■ Records for processing:

*-*-*

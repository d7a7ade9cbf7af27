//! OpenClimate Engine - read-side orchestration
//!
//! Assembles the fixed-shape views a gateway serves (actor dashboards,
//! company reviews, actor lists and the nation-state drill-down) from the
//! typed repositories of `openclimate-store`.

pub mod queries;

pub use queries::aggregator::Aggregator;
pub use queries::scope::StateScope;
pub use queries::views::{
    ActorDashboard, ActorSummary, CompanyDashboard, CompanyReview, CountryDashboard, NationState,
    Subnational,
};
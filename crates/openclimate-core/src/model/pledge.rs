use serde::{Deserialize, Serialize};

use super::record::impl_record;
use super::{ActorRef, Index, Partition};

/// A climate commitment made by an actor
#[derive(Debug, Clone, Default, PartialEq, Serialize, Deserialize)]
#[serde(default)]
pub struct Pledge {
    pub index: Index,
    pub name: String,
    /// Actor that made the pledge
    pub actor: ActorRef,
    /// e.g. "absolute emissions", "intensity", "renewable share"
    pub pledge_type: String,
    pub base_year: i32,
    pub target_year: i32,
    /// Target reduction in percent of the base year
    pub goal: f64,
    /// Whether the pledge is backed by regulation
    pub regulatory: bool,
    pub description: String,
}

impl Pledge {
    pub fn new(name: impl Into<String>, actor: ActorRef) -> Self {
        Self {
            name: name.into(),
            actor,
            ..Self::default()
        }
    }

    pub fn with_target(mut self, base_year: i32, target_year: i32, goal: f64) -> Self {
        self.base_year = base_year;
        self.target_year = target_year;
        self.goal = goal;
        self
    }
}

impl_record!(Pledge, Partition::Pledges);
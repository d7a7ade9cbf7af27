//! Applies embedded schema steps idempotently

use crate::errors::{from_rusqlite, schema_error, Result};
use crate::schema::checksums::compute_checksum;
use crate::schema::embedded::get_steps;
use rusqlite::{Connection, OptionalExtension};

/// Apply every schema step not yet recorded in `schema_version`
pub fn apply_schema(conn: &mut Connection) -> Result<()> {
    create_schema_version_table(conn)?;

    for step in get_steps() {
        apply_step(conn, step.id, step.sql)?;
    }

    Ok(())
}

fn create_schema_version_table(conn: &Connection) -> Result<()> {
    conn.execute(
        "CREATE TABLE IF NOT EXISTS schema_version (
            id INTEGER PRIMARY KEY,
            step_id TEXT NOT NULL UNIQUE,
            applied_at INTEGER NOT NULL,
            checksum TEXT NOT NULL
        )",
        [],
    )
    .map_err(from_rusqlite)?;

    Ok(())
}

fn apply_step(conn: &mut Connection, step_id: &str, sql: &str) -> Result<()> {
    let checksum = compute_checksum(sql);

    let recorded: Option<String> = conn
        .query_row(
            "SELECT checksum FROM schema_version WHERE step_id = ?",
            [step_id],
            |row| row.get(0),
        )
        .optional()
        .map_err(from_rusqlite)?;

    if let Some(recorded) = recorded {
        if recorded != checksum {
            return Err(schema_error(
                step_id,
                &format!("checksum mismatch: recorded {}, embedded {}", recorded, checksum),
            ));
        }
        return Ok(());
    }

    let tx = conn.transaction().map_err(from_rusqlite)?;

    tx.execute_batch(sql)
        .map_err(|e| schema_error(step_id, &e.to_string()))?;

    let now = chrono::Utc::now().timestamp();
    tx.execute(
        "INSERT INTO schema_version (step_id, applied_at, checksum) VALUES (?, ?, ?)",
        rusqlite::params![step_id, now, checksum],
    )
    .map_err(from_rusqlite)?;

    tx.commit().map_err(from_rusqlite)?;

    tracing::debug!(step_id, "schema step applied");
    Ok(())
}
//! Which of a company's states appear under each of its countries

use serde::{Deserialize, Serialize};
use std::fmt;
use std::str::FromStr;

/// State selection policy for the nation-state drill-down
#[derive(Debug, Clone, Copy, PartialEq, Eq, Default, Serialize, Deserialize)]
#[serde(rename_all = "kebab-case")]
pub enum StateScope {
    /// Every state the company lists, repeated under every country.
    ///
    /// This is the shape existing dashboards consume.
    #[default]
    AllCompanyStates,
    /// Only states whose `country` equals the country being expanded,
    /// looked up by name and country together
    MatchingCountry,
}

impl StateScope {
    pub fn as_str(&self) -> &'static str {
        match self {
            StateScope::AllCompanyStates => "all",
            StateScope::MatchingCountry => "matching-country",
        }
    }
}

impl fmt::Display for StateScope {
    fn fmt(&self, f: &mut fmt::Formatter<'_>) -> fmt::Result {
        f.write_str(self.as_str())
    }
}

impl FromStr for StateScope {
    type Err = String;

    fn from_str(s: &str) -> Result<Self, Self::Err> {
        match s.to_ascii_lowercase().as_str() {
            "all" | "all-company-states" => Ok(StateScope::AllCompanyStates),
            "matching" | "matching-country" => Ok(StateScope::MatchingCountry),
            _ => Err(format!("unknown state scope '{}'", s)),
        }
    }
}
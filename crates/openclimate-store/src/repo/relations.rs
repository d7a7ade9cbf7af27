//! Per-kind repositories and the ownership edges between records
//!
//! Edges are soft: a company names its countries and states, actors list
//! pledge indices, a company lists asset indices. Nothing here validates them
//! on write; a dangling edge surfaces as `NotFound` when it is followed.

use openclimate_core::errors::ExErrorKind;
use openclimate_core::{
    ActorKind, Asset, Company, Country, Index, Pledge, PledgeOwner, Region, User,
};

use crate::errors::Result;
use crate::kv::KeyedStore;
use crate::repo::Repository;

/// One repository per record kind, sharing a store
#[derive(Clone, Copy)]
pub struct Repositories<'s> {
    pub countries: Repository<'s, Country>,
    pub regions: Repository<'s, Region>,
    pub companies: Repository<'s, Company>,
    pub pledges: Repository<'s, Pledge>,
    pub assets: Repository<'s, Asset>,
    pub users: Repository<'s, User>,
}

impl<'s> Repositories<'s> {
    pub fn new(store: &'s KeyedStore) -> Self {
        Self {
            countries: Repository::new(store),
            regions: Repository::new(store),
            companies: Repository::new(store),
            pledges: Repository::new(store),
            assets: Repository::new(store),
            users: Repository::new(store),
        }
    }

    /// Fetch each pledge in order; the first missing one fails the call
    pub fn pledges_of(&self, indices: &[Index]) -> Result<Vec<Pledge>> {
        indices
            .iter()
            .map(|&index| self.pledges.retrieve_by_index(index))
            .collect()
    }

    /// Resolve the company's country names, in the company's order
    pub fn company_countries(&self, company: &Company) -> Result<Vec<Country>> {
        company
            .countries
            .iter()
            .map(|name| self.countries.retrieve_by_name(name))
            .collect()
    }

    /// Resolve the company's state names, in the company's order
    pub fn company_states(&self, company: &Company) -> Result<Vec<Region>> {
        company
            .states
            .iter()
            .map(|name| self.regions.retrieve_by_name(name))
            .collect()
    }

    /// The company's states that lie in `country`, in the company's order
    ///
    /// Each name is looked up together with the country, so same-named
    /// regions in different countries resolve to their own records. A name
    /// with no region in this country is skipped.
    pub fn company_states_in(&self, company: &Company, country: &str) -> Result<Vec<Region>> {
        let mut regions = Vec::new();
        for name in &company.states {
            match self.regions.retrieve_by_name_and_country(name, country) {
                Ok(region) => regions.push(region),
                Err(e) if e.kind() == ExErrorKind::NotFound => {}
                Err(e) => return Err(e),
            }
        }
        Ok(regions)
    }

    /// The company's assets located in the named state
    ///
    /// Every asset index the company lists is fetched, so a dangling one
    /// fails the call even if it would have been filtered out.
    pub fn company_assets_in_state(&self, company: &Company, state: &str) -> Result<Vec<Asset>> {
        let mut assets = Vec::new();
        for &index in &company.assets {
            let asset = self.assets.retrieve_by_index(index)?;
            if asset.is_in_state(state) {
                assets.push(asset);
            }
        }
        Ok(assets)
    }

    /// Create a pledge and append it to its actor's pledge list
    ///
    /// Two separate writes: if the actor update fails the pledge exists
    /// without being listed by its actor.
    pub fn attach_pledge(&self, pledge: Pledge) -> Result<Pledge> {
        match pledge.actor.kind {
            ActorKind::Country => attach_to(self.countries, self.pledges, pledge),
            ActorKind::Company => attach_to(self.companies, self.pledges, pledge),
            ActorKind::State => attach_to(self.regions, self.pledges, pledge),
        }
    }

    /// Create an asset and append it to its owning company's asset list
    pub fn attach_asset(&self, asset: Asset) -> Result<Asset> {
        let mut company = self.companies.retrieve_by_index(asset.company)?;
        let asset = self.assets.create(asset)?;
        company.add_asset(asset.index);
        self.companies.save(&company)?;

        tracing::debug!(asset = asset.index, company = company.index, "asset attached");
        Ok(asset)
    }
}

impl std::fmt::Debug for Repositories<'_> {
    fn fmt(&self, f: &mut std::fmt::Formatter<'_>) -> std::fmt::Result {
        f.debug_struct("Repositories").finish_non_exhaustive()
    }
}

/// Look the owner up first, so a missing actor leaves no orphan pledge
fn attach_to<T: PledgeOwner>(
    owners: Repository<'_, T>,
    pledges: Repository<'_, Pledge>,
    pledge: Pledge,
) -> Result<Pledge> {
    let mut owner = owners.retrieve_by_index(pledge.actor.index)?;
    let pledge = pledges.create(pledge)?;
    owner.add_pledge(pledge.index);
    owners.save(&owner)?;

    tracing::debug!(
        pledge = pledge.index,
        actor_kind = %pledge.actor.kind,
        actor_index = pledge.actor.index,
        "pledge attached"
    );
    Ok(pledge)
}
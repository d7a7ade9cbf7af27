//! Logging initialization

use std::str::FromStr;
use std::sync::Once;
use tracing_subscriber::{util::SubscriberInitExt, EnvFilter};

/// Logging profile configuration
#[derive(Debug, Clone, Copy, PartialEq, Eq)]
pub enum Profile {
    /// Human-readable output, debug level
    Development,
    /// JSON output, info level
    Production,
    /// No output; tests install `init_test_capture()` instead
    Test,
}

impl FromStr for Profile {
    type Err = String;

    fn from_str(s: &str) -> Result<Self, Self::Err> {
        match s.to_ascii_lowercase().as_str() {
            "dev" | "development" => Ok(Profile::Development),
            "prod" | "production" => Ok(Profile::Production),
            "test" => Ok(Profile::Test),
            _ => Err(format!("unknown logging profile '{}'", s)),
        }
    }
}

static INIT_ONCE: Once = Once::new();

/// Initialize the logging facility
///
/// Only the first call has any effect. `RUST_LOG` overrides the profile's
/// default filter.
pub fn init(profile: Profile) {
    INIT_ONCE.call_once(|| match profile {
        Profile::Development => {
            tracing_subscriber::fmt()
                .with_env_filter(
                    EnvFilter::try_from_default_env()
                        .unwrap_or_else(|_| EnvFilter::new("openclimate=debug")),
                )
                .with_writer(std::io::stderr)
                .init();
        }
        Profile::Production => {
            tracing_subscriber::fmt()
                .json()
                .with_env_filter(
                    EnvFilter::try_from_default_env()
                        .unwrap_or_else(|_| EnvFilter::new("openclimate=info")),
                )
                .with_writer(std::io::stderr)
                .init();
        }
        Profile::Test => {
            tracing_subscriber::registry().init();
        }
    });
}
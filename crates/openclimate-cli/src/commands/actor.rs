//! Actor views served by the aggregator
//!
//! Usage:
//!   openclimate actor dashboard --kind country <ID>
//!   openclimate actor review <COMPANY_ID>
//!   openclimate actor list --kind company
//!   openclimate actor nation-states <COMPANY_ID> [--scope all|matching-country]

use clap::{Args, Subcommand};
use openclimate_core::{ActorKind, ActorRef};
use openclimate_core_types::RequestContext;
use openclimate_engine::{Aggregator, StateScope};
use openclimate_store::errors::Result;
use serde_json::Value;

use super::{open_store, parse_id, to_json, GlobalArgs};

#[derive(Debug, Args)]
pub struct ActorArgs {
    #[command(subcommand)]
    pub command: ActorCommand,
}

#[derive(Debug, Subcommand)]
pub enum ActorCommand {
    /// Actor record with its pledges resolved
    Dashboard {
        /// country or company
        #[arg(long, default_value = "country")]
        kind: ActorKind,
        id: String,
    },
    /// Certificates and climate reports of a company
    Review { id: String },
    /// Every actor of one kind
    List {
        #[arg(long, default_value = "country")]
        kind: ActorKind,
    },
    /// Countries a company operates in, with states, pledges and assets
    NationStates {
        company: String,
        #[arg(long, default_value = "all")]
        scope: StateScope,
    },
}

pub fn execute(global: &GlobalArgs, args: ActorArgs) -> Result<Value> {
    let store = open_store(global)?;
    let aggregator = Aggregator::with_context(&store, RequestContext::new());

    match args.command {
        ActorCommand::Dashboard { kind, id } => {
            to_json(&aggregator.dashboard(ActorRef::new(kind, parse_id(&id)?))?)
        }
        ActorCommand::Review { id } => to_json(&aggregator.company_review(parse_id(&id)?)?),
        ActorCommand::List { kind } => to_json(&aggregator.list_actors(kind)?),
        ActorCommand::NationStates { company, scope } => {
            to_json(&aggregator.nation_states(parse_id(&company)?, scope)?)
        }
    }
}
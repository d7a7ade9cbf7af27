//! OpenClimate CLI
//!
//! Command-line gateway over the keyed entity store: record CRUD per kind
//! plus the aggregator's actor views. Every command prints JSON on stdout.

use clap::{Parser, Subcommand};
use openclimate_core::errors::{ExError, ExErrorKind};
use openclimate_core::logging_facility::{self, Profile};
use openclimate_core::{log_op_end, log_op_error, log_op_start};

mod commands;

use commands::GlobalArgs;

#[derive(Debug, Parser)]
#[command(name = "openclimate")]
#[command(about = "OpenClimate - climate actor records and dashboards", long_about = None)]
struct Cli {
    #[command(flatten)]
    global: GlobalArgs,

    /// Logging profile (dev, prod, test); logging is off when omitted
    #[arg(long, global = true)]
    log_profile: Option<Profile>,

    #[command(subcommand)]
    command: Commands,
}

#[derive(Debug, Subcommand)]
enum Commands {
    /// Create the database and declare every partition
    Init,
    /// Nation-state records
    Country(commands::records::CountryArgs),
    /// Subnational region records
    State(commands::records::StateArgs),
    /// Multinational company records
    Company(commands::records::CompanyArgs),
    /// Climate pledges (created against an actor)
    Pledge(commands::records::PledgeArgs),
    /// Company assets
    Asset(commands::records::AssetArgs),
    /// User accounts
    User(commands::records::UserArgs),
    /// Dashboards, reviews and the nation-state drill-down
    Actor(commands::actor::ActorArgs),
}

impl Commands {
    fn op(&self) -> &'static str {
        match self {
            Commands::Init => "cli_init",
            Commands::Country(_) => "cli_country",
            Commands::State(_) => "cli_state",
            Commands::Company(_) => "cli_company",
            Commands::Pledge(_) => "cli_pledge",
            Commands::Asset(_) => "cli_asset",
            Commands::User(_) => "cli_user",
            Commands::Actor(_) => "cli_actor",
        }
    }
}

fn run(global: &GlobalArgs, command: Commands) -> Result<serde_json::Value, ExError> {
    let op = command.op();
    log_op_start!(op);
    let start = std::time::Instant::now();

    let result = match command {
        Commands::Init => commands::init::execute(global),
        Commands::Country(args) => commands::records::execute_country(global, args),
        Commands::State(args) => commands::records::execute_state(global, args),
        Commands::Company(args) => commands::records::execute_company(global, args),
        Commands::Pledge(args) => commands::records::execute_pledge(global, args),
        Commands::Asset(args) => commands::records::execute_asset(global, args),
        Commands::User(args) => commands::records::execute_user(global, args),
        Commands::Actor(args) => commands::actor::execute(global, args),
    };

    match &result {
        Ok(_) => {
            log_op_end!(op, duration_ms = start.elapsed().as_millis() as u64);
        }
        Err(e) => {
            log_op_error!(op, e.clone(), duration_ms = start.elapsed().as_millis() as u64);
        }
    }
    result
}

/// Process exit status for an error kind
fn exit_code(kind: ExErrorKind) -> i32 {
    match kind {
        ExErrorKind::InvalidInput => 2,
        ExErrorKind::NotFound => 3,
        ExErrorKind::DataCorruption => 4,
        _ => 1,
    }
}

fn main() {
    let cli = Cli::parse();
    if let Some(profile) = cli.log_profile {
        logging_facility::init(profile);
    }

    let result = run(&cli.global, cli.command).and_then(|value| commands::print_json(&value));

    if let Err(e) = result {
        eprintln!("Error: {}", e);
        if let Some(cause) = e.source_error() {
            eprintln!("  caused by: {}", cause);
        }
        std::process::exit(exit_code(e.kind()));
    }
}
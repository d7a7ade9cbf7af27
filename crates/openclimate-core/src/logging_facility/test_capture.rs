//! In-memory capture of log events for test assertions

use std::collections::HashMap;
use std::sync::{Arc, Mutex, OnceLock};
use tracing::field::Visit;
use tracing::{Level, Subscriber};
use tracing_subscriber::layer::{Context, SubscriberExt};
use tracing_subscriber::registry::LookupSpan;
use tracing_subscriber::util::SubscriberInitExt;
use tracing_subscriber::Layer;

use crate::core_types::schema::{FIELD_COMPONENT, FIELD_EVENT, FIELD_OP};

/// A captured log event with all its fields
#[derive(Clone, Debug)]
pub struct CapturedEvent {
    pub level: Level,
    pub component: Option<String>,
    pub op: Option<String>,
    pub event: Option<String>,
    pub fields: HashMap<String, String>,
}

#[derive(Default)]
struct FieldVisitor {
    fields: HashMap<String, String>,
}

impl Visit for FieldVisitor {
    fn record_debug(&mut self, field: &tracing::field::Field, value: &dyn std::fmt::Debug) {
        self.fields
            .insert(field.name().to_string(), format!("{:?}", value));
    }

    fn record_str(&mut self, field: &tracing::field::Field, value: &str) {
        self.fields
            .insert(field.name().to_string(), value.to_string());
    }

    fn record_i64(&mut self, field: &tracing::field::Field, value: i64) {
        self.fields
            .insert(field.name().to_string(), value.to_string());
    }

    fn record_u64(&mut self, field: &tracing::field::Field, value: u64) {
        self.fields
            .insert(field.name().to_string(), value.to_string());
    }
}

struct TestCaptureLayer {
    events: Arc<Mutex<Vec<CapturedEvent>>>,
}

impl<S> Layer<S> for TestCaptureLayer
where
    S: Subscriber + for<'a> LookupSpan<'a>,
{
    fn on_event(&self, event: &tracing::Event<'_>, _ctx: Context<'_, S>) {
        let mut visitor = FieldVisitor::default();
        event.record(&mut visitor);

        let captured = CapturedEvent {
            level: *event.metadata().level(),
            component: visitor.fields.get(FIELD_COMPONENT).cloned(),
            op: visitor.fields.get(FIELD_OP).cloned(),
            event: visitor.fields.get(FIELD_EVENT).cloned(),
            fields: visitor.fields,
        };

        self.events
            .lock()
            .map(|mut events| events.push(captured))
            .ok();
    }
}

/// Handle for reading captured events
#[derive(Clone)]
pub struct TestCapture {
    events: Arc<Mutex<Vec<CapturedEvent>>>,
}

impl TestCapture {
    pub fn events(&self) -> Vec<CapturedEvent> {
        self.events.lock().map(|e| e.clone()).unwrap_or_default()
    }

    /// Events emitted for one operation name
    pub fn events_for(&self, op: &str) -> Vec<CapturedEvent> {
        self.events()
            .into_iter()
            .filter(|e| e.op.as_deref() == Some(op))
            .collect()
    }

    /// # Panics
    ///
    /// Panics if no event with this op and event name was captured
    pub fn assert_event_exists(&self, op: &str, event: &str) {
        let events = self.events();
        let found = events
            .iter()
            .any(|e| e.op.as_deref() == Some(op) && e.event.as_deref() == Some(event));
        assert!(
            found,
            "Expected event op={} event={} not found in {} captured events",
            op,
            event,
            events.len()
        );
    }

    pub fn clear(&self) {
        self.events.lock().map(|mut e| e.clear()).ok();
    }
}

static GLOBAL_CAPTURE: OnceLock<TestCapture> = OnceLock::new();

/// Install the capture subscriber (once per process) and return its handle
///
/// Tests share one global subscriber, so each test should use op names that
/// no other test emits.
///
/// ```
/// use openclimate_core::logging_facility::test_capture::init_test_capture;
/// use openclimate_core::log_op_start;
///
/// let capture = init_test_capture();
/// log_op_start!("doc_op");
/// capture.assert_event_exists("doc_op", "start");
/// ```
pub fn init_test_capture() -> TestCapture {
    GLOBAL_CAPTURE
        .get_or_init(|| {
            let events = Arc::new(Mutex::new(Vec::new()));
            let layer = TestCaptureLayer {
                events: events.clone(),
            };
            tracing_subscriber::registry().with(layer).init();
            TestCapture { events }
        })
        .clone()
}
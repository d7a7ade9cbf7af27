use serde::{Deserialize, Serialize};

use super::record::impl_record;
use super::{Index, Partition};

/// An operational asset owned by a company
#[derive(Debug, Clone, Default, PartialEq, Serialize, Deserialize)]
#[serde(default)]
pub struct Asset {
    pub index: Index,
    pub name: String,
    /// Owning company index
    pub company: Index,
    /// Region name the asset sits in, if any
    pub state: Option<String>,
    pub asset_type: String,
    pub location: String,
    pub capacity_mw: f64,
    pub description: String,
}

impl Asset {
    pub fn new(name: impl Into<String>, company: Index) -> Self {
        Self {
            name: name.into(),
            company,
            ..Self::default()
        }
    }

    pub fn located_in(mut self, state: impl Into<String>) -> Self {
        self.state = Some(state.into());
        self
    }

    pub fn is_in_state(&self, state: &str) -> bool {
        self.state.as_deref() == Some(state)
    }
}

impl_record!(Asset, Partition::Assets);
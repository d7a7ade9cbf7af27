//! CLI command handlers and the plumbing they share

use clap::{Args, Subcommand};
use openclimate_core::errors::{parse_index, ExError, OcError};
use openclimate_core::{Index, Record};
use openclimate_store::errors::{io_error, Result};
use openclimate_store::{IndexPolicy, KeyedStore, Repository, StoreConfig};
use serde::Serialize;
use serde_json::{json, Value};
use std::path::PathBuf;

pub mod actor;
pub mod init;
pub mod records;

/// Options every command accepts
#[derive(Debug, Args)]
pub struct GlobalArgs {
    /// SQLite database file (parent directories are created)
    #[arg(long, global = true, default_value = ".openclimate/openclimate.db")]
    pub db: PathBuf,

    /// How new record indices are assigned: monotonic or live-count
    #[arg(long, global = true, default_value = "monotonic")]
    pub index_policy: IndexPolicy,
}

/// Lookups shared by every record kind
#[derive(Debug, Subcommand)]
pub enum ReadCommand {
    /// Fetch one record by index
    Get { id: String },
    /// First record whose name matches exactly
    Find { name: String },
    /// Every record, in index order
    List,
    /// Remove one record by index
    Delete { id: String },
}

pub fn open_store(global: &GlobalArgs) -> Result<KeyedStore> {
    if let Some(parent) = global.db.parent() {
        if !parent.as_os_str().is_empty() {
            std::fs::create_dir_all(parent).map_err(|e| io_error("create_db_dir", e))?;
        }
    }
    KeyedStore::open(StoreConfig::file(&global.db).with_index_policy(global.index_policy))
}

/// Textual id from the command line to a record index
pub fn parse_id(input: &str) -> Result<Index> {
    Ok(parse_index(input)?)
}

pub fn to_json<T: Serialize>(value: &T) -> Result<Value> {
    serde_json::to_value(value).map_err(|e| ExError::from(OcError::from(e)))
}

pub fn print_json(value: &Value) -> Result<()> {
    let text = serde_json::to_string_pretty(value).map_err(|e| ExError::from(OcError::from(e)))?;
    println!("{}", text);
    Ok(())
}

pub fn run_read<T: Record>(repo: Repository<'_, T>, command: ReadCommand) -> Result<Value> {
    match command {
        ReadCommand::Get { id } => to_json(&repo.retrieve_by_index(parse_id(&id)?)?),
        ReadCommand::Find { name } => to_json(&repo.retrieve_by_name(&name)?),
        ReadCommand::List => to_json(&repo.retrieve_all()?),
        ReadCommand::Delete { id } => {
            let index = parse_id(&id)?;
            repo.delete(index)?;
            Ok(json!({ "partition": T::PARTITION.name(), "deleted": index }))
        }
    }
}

*-*-*

■ Exercise aim: In the data above, find each line where the string "return" appears, then copy it.

■ Written answer:
            return Err(schema_error(
        return Ok(());
                Err(e) => return Err(e),
/// Install the capture subscriber (once per process) and return its handle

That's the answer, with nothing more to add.